Collected data
╭──

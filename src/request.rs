use std::collections::BTreeMap;

use chrono::{DateTime, NaiveDate, Utc};

use crate::date::{is_range_tokens, range_increment};
use crate::error::{Error, Result};

/// Value type for a request keyword.
#[derive(Debug, Clone, PartialEq, Eq)]
pub enum RequestValue {
    Str(String),
    Int(i64),
    StrList(Vec<String>),
    IntList(Vec<i64>),
}

impl From<&str> for RequestValue {
    fn from(value: &str) -> Self {
        RequestValue::Str(value.to_string())
    }
}

impl From<String> for RequestValue {
    fn from(value: String) -> Self {
        RequestValue::Str(value)
    }
}

impl From<&String> for RequestValue {
    fn from(value: &String) -> Self {
        RequestValue::Str(value.clone())
    }
}

impl From<i64> for RequestValue {
    fn from(value: i64) -> Self {
        RequestValue::Int(value)
    }
}

impl From<i32> for RequestValue {
    fn from(value: i32) -> Self {
        RequestValue::Int(value as i64)
    }
}

impl From<u32> for RequestValue {
    fn from(value: u32) -> Self {
        RequestValue::Int(value as i64)
    }
}

impl From<usize> for RequestValue {
    fn from(value: usize) -> Self {
        RequestValue::Int(value as i64)
    }
}

impl From<NaiveDate> for RequestValue {
    fn from(value: NaiveDate) -> Self {
        RequestValue::Str(value.format("%Y-%m-%d").to_string())
    }
}

impl From<DateTime<Utc>> for RequestValue {
    fn from(value: DateTime<Utc>) -> Self {
        RequestValue::Str(value.format("%Y-%m-%d %H:%M:%S").to_string())
    }
}

impl From<Vec<String>> for RequestValue {
    fn from(value: Vec<String>) -> Self {
        RequestValue::StrList(value)
    }
}

impl From<Vec<&str>> for RequestValue {
    fn from(value: Vec<&str>) -> Self {
        RequestValue::StrList(value.into_iter().map(|s| s.to_string()).collect())
    }
}

impl<const N: usize> From<[&str; N]> for RequestValue {
    fn from(value: [&str; N]) -> Self {
        RequestValue::StrList(value.into_iter().map(|s| s.to_string()).collect())
    }
}

impl<const N: usize> From<[String; N]> for RequestValue {
    fn from(value: [String; N]) -> Self {
        RequestValue::StrList(value.into_iter().collect())
    }
}

impl From<Vec<i64>> for RequestValue {
    fn from(value: Vec<i64>) -> Self {
        RequestValue::IntList(value)
    }
}

impl From<Vec<i32>> for RequestValue {
    fn from(value: Vec<i32>) -> Self {
        RequestValue::IntList(value.into_iter().map(|x| x as i64).collect())
    }
}

impl<const N: usize> From<[i32; N]> for RequestValue {
    fn from(value: [i32; N]) -> Self {
        RequestValue::IntList(value.into_iter().map(|x| x as i64).collect())
    }
}

impl From<Vec<u32>> for RequestValue {
    fn from(value: Vec<u32>) -> Self {
        RequestValue::IntList(value.into_iter().map(|x| x as i64).collect())
    }
}

impl<const N: usize> From<[u32; N]> for RequestValue {
    fn from(value: [u32; N]) -> Self {
        RequestValue::IntList(value.into_iter().map(|x| x as i64).collect())
    }
}

impl From<Vec<usize>> for RequestValue {
    fn from(value: Vec<usize>) -> Self {
        RequestValue::IntList(value.into_iter().map(|x| x as i64).collect())
    }
}

impl<const N: usize> From<[usize; N]> for RequestValue {
    fn from(value: [usize; N]) -> Self {
        RequestValue::IntList(value.into_iter().map(|x| x as i64).collect())
    }
}

impl RequestValue {
    /// Parse a user-provided string into a best-effort [`RequestValue`].
    ///
    /// This is designed for GUI / config-file inputs where everything starts as a string.
    ///
    /// Rules (intentionally simple):
    /// - `"240"` -> `Int(240)`
    /// - `"a,b,c"` -> `StrList([..])`
    /// - `"1,10,20"` -> `IntList([..])`
    /// - `"[1, 10, 20]"` -> `IntList([..])`
    /// - Otherwise -> `Str(..)`
    ///
    /// Note: range syntaxes like `"0/to/144/by/3"` or `"0-24"` are kept as strings;
    /// expansion happens later during request normalization.
    pub fn parse_auto(s: &str) -> Self {
        let mut t = s.trim();
        if t.starts_with('[') && t.ends_with(']') && t.len() >= 2 {
            t = &t[1..t.len() - 1];
            t = t.trim();
        }

        if t.contains(',') {
            let items: Vec<&str> = t.split(',').map(|x| x.trim()).filter(|x| !x.is_empty()).collect();
            if items.is_empty() {
                return RequestValue::Str(String::new());
            }

            let mut all_int = true;
            let mut ints: Vec<i64> = Vec::with_capacity(items.len());
            let mut strs: Vec<String> = Vec::with_capacity(items.len());

            for it in &items {
                if let Ok(v) = it.parse::<i64>() {
                    ints.push(v);
                } else {
                    all_int = false;
                    strs.push(it.to_string());
                }
            }

            if all_int {
                RequestValue::IntList(ints)
            } else {
                // If mixed (e.g. steps like "0-24"), keep everything as strings.
                if strs.len() != items.len() {
                    strs = items.into_iter().map(|x| x.to_string()).collect();
                }
                RequestValue::StrList(strs)
            }
        } else if let Ok(v) = t.parse::<i64>() {
            RequestValue::Int(v)
        } else {
            RequestValue::Str(t.to_string())
        }
    }

    pub fn as_strings(&self) -> Vec<String> {
        match self {
            RequestValue::Str(s) => vec![s.clone()],
            RequestValue::Int(i) => vec![i.to_string()],
            RequestValue::StrList(xs) => xs.clone(),
            RequestValue::IntList(xs) => xs.iter().map(|x| x.to_string()).collect(),
        }
    }
}

/// MARS-like request expressed as keyword/value pairs.
#[derive(Debug, Clone, Default, PartialEq, Eq)]
pub struct Request {
    pub(crate) inner: BTreeMap<String, RequestValue>,
}

impl Request {
    pub fn new() -> Self {
        Self {
            inner: BTreeMap::new(),
        }
    }

    /// Insert a keyword/value pair (value can be a scalar or list).
    pub fn kw(mut self, key: impl Into<String>, value: impl Into<RequestValue>) -> Self {
        self.inner.insert(key.into(), value.into());
        self
    }

    /// Construct a request from an iterator of keyword/value pairs.
    pub fn from_pairs<K, V>(pairs: impl IntoIterator<Item = (K, V)>) -> Self
    where
        K: Into<String>,
        V: Into<RequestValue>,
    {
        let mut r = Self::new();
        for (k, v) in pairs {
            r = r.kw(k, v);
        }
        r
    }

    /// Construct a request from string pairs (typical for GUI/config inputs).
    /// Values are parsed with [`RequestValue::parse_auto`].
    pub fn from_str_pairs<K, V>(pairs: impl IntoIterator<Item = (K, V)>) -> Self
    where
        K: Into<String>,
        V: AsRef<str>,
    {
        let mut r = Self::new();
        for (k, v) in pairs {
            r = r.kw(k, RequestValue::parse_auto(v.as_ref()));
        }
        r
    }

    pub fn insert(mut self, key: impl Into<String>, value: RequestValue) -> Self {
        self.inner.insert(key.into(), value);
        self
    }

    pub fn set(&mut self, key: impl Into<String>, value: RequestValue) {
        self.inner.insert(key.into(), value);
    }

    // Convenience builders to mimic keyword arguments.
    pub fn r#type(self, v: impl Into<RequestValue>) -> Self {
        self.kw("type", v)
    }

    pub fn r#class(self, v: impl Into<RequestValue>) -> Self {
        self.kw("class", v)
    }

    pub fn stream(self, v: impl Into<RequestValue>) -> Self {
        self.kw("stream", v)
    }

    pub fn date(self, v: impl Into<RequestValue>) -> Self {
        self.kw("date", v)
    }

    pub fn time(self, v: impl Into<RequestValue>) -> Self {
        self.kw("time", v)
    }

    pub fn step(self, v: impl Into<RequestValue>) -> Self {
        self.kw("step", v)
    }

    pub fn fcmonth(self, v: impl Into<RequestValue>) -> Self {
        self.kw("fcmonth", v)
    }

    pub fn param(self, v: impl Into<RequestValue>) -> Self {
        self.kw("param", v)
    }

    pub fn levtype(self, v: impl Into<RequestValue>) -> Self {
        self.kw("levtype", v)
    }

    pub fn levelist(self, v: impl Into<RequestValue>) -> Self {
        self.kw("levelist", v)
    }

    pub fn number(self, v: impl Into<RequestValue>) -> Self {
        self.kw("number", v)
    }

    pub fn model(self, v: impl Into<RequestValue>) -> Self {
        self.kw("model", v)
    }

    pub fn resol(self, v: impl Into<RequestValue>) -> Self {
        self.kw("resol", v)
    }

    pub fn target(self, v: impl Into<RequestValue>) -> Self {
        self.kw("target", v)
    }

    pub fn get(&self, key: &str) -> Option<&RequestValue> {
        self.inner.get(key)
    }

    pub fn remove(&mut self, key: &str) {
        self.inner.remove(key);
    }

    pub fn iter(&self) -> impl Iterator<Item = (&String, &RequestValue)> {
        self.inner.iter()
    }

    pub fn into_inner(self) -> BTreeMap<String, RequestValue> {
        self.inner
    }
}


/// Expand integer range tokens `[a, "to", b[, "by", n]]` to the inclusive
/// sequence, capped at `b`. Anything not range-shaped passes through
/// unchanged.
pub(crate) fn expand_numeric(tokens: &[String]) -> Result<Vec<String>> {
    if !is_range_tokens(tokens) {
        return Ok(tokens.to_vec());
    }

    let start = parse_bound(&tokens[0])?;
    let end = parse_bound(&tokens[2])?;
    let by = range_increment(tokens, 1)?;
    if start > end {
        return Err(Error::InvalidRange(format!(
            "start {start} is after end {end}"
        )));
    }

    let mut out = Vec::new();
    let mut cur = start;
    while cur <= end {
        out.push(cur.to_string());
        cur += by;
    }
    Ok(out)
}

fn parse_bound(token: &str) -> Result<i64> {
    token
        .trim()
        .parse()
        .map_err(|_| Error::InvalidRange(format!("invalid bound {token:?}")))
}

╰──

# What is required
Up to and including the line with "fn from(value: i64)", please return the records exactly, beginning from their first line.

# Output for this task
filename src/request.rs
use std::collections::BTreeMap;

use chrono::{DateTime, NaiveDate, Utc};

use crate::date::{is_range_tokens, range_increment};
use crate::error::{Error, Result};

/// Value type for a request keyword.
#[derive(Debug, Clone, PartialEq, Eq)]
pub enum RequestValue {
    Str(String),
    Int(i64),
    StrList(Vec<String>),
    IntList(Vec<i64>),
}

impl From<&str> for RequestValue {
    fn from(value: &str) -> Self {
        RequestValue::Str(value.to_string())
    }
}

impl From<String> for RequestValue {
    fn from(value: String) -> Self {
        RequestValue::Str(value)
    }
}

impl From<&String> for RequestValue {
    fn from(value: &String) -> Self {
        RequestValue::Str(value.clone())
    }
}

impl From<i64> for RequestValue {
    fn from(value: i64) -> Self {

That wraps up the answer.